Given records:
//! Tournament orchestration (§4.7): structure variants, parallel
//! generation, scoring, and ranking, composed under one cancellation
//! scope per call (§5, §9 "concurrency discipline" — mirrors the
//! lineage's per-call-scoped mode runner).

use crate::generation::{generate_variants, GenerationTask};
use crate::ranking::rank;
use crate::structure::write_structure_variants;
use crate::types::{Strategy, TournamentResult};
use craft_engine::analyzer::{SceneAnalyzer, SceneContext};
use craft_engine::events::{CraftEvent, SharedEventBus};
use craft_engine::model::{Scaffold, VoiceBundle};
use craft_engine::registry::ModelRegistry;
use craft_engine::settings::SettingsResolver;
use craft_engine::transport::Transport;
use std::sync::Arc;
use std::time::Duration;
use tokio_util::sync::CancellationToken;

#[derive(Debug, thiserror::Error)]
pub enum TournamentError {
    #[error("settings error: {0}")]
    Settings(#[from] craft_engine::settings::InvalidSetting),
    #[error(transparent)]
    Structure(#[from] crate::structure::StructureError),
}

pub struct TournamentOrchestrator {
    transport: Arc<Transport>,
    analyzer: Arc<SceneAnalyzer>,
    resolver: Arc<SettingsResolver>,
    registry: Option<Arc<ModelRegistry>>,
    event_bus: Option<SharedEventBus>,
}

impl TournamentOrchestrator {
    pub fn new(transport: Arc<Transport>, analyzer: Arc<SceneAnalyzer>, resolver: Arc<SettingsResolver>) -> Self {
        Self {
            transport,
            analyzer,
            resolver,
            registry: None,
            event_bus: None,
        }
    }

    pub fn with_registry(mut self, registry: Arc<ModelRegistry>) -> Self {
        self.registry = Some(registry);
        self
    }

    pub fn with_event_bus(mut self, bus: SharedEventBus) -> Self {
        self.event_bus = Some(bus);
        self
    }

    fn tournament_settings(&self, project_id: &str) -> Result<TournamentSettings, TournamentError> {
        let pid = Some(project_id);
        Ok(TournamentSettings {
            structure_variants_enabled: self.resolver.get_bool("tournament.structure_variants_enabled", pid)?,
            structure_variant_count: self.resolver.get_number("tournament.structure_variant_count", pid)? as u32,
            per_provider_concurrency: self.resolver.get_number("tournament.per_provider_concurrency", pid)? as usize,
            generation_timeout: Duration::from_secs_f64(self.resolver.get_number("tournament.generation_timeout_secs", pid)?),
        })
    }

    /// Run a full tournament for `scaffold` against `models` × `strategies`
    /// (§4.7, §6 `run_tournament`). Cancelling `cancel` mid-run stops
    /// in-flight generations and still returns the ranked partial results
    /// completed so far.
    pub async fn run_tournament(
        &self,
        scaffold: Scaffold,
        voice_bundle: Arc<VoiceBundle>,
        project_id: &str,
        phase: &str,
        models: &[String],
        strategies: &[Strategy],
        structure_model_id: Option<&str>,
        cancel: CancellationToken,
    ) -> Result<TournamentResult, TournamentError> {
        let settings = self.tournament_settings(project_id)?;
        let scaffold = Arc::new(scaffold);

        // Step 1: structure variants (optional, default on). Outlines are
        // informational only here — the RPC layer surfaces them to the
        // caller ahead of committing to full generation.
        if settings.structure_variants_enabled {
            if let Some(model_id) = structure_model_id.or_else(|| models.first().map(String::as_str)) {
                let _outlines =
                    write_structure_variants(&self.transport, &scaffold, model_id, settings.structure_variant_count, &cancel)
                        .await?;
            }
        }

        // Step 2 + 3: parallel generation and scoring.
        let tasks: Vec<GenerationTask> = models
            .iter()
            .flat_map(|model_id| {
                strategies.iter().map(move |strategy| GenerationTask {
                    model_id: model_id.clone(),
                    strategy: *strategy,
                })
            })
            .collect();

        let ctx = SceneContext {
            project_id: project_id.to_string(),
            phase: phase.to_string(),
        };

        let variants = generate_variants(
            self.transport.clone(),
            self.analyzer.clone(),
            scaffold.clone(),
            voice_bundle,
            ctx,
            tasks,
            settings.per_provider_concurrency,
            settings.generation_timeout,
            cancel,
            self.event_bus.clone(),
        )
        .await;

        // Step 4: ranking.
        let ranked = rank(variants);
        let winner_id = ranked.first().and_then(|v| v.score.as_ref().map(|_| v.variant_id.clone()));
        // Split each variant's token_count in half as a rough input/output
        // approximation (exact split isn't carried past the transport call)
        // and price it against the Registry's capability matrix, when one
        // is configured; unregistered models and a missing Registry both
        // contribute 0.0 rather than failing the tournament.
        let cost_estimate: f64 = ranked
            .iter()
            .map(|v| {
                let input_tokens = v.token_count / 2;
                let output_tokens = v.token_count - input_tokens;
                self.registry
                    .as_ref()
                    .and_then(|registry| registry.estimate_cost_for(&v.model_id, input_tokens, output_tokens))
                    .unwrap_or(0.0)
            })
            .sum();

        let result = TournamentResult {
            scaffold_id: scaffold.chapter_id.clone(),
            variants: ranked,
            winner_id,
            hybrid_recipe: None,
            cost_estimate,
            completed_at: craft_engine::model::now(),
        };

        if let Some(bus) = &self.event_bus {
            let _ = bus.publish(CraftEvent::TournamentCompleted {
                scaffold_id: result.scaffold_id.clone(),
                winner_id: result.winner_id.clone(),
                timestamp: craft_engine::model::now(),
            });
        }

        Ok(result)
    }
}

struct TournamentSettings {
    structure_variants_enabled: bool,
    structure_variant_count: u32,
    per_provider_concurrency: usize,
    generation_timeout: Duration,
}

#[cfg(test)]
mod tests {
    use super::*;
    use craft_engine::analyzer::test_support::ScriptedJudge;
    use craft_engine::analyzer::CategoryJudgeResponse;
    use craft_engine::model::{MetaphorDomain, PhaseProfile, Pov, SimilePolicy, StrategicContext, Tense};
    use craft_engine::patterns::PatternLibrary;
    use craft_engine::settings::{InMemorySettingsStore, SettingsResolver, SettingsStore};
    use craft_engine::transport::{CompletionResponse, Message, Provider, RetryPolicy, TimeoutPolicy, TransportError};
    use std::sync::atomic::{AtomicUsize, Ordering};

    struct CountingLocalProvider {
        calls: Arc<AtomicUsize>,
    }

    #[async_trait::async_trait]
    impl Provider for CountingLocalProvider {
        async fn complete(
            &self,
            _model: &str,
            _messages: &[Message],
            _params: &craft_engine::transport::CompletionParams,
        ) -> Result<CompletionResponse, TransportError> {
            self.calls.fetch_add(1, Ordering::SeqCst);
            Ok(CompletionResponse {
                text: "Generated scene prose.".to_string(),
                input_tokens: 50,
                output_tokens: 80,
            })
        }

        async fn complete_stream(
            &self,
            _model: &str,
            _messages: &[Message],
            _params: &craft_engine::transport::CompletionParams,
        ) -> Result<futures::stream::BoxStream<'static, Result<craft_engine::transport::CompletionDelta, TransportError>>, TransportError>
        {
            unimplemented!("not exercised by tournament tests")
        }

        async fn embed(&self, _model: &str, _texts: &[String]) -> Result<Vec<Vec<f32>>, TransportError> {
            unimplemented!("not exercised by tournament tests")
        }
    }

    fn resolver() -> Arc<SettingsResolver> {
        let global: Arc<dyn SettingsStore> = Arc::new(InMemorySettingsStore::new());
        Arc::new(SettingsResolver::new(global, |_| Arc::new(InMemorySettingsStore::new()) as Arc<dyn SettingsStore>).unwrap())
    }

    fn scripted_ok(awarded: f64) -> Result<CategoryJudgeResponse, craft_engine::analyzer::JudgeError> {
        Ok(CategoryJudgeResponse { awarded, rationale: "ok".into(), sub_test_notes: vec![] })
    }

    fn voice_bundle() -> Arc<VoiceBundle> {
        Arc::new(VoiceBundle {
            gold_standard: "The hull groaned, steady under strain.".into(),
            anti_patterns: vec![],
            metaphor_domains: vec![MetaphorDomain { name: "gambling".into(), keywords: vec!["bet".into()], max_percentage: 0.5 }],
            simile_policy: SimilePolicy::Allow,
            pov: Pov::ThirdLimited,
            tense: Tense::Past,
            phase_profiles: vec![PhaseProfile {
                phase_name: "setup".into(),
                allowed_technical_vocab: vec![],
                forbidden_constructs: vec![],
            }],
        })
    }

    fn scaffold() -> Scaffold {
        Scaffold {
            chapter_id: "ch1".into(),
            scene_index: 0,
            title: "The Breach".into(),
            phase: "setup".into(),
            pov: Pov::ThirdLimited,
            word_target: 1000,
            beats: vec!["alarm sounds".into()],
            strategic_context: StrategicContext { goals: vec![], stakes: "crew".into(), conflict: "vacuum".into() },
            success_criteria: vec![],
            continuity_checklist: vec![],
            source_enrichment: None,
        }
    }

    #[tokio::test]
    async fn run_tournament_ranks_variants_across_models_and_strategies() {
        let calls = Arc::new(AtomicUsize::new(0));
        let mut transport = Transport::new(RetryPolicy::default(), TimeoutPolicy::default());
        transport.register("local", Arc::new(CountingLocalProvider { calls: calls.clone() }));
        let transport = Arc::new(transport);

        let judge = Arc::new(ScriptedJudge::new(vec![
            scripted_ok(28.0),
            scripted_ok(18.0),
            scripted_ok(5.0),
            scripted_ok(7.0),
            scripted_ok(25.0),
            scripted_ok(16.0),
            scripted_ok(4.0),
            scripted_ok(6.0),
        ]));
        let resolver = resolver();
        let analyzer = Arc::new(SceneAnalyzer::with_judge(Arc::new(PatternLibrary::new()), resolver.clone(), judge));
        let orchestrator = TournamentOrchestrator::new(transport, analyzer, resolver);

        let models = vec!["local:model-a".to_string()];
        let strategies = vec![Strategy::Action, Strategy::Character];

        let result = orchestrator
            .run_tournament(
                scaffold(),
                voice_bundle(),
                "p1",
                "setup",
                &models,
                &strategies,
                None,
                CancellationToken::new(),
            )
            .await
            .unwrap();

        assert_eq!(result.variants.len(), 2);
        assert!(result.winner_id.is_some());
        assert!(result.variants[0].score.as_ref().unwrap().overall >= result.variants[1].score.as_ref().unwrap().overall);
        assert!(calls.load(Ordering::SeqCst) >= 2, "structure variants + generation both call the provider");
    }

    #[tokio::test]
    async fn cancelling_before_generation_still_returns_a_ranked_result() {
        let mut transport = Transport::new(RetryPolicy::default(), TimeoutPolicy::default());
        transport.register("local", Arc::new(CountingLocalProvider { calls: Arc::new(AtomicUsize::new(0)) }));
        let transport = Arc::new(transport);
        let resolver = resolver();
        let analyzer = Arc::new(SceneAnalyzer::with_judge(
            Arc::new(PatternLibrary::new()),
            resolver.clone(),
            Arc::new(ScriptedJudge::new(vec![])),
        ));
        let orchestrator = TournamentOrchestrator::new(transport, analyzer, resolver);

        let cancel = CancellationToken::new();
        cancel.cancel();

        let result = orchestrator
            .run_tournament(
                scaffold(),
                voice_bundle(),
                "p1",
                "setup",
                &["local:model-a".to_string()],
                &[Strategy::Balanced],
                None,
                cancel,
            )
            .await
            .unwrap();

        assert_eq!(result.variants.len(), 1);
        assert!(result.variants[0].timed_out);
        assert!(result.winner_id.is_none());
    }

    #[tokio::test]
    async fn cost_estimate_is_zero_without_a_registry() {
        let mut transport = Transport::new(RetryPolicy::default(), TimeoutPolicy::default());
        transport.register("local", Arc::new(CountingLocalProvider { calls: Arc::new(AtomicUsize::new(0)) }));
        let transport = Arc::new(transport);
        let resolver = resolver();
        let analyzer = Arc::new(SceneAnalyzer::with_judge(
            Arc::new(PatternLibrary::new()),
            resolver.clone(),
            Arc::new(ScriptedJudge::new(vec![scripted_ok(28.0), scripted_ok(18.0), scripted_ok(5.0), scripted_ok(7.0)])),
        ));
        let orchestrator = TournamentOrchestrator::new(transport, analyzer, resolver);

        let result = orchestrator
            .run_tournament(
                scaffold(),
                voice_bundle(),
                "p1",
                "setup",
                &["local:model-a".to_string()],
                &[Strategy::Balanced],
                None,
                CancellationToken::new(),
            )
            .await
            .unwrap();

        assert_eq!(result.cost_estimate, 0.0);
    }

    #[tokio::test]
    async fn cost_estimate_prices_variants_when_a_registry_is_wired() {
        use craft_engine::model::{ModelCapabilityRecord, PromptTier};

        let mut transport = Transport::new(RetryPolicy::default(), TimeoutPolicy::default());
        transport.register("local", Arc::new(CountingLocalProvider { calls: Arc::new(AtomicUsize::new(0)) }));
        let transport = Arc::new(transport);
        let resolver = resolver();
        let analyzer = Arc::new(SceneAnalyzer::with_judge(
            Arc::new(PatternLibrary::new()),
            resolver.clone(),
            Arc::new(ScriptedJudge::new(vec![scripted_ok(28.0), scripted_ok(18.0), scripted_ok(5.0), scripted_ok(7.0)])),
        ));

        let registry = Arc::new(ModelRegistry::new(
            vec![ModelCapabilityRecord {
                model_id: "local:model-a".into(),
                provider: "local".into(),
                context_window: 32_000,
                input_cost_per_mtoken: 1.0,
                output_cost_per_mtoken: 2.0,
                quality_score: 7,
                strengths: vec![],
                prompt_tier: PromptTier::Full,
                supports_embeddings: false,
                supports_streaming: false,
                requires_api_key: false,
                env_var_name: None,
            }],
            3,
            30,
        ));

        let orchestrator = TournamentOrchestrator::new(transport, analyzer, resolver).with_registry(registry);

        let result = orchestrator
            .run_tournament(
                scaffold(),
                voice_bundle(),
                "p1",
                "setup",
                &["local:model-a".to_string()],
                &[Strategy::Balanced],
                None,
                CancellationToken::new(),
            )
            .await
            .unwrap();

        assert!(result.cost_estimate > 0.0, "a wired registry should price the generated variant");
    }
}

Task goal: Check the lines above and copy each one that includes "crate".

Task response:
use crate::generation::{generate_variants, GenerationTask};
use crate::ranking::rank;
use crate::structure::write_structure_variants;
use crate::types::{Strategy, TournamentResult};
    Structure(#[from] crate::structure::StructureError),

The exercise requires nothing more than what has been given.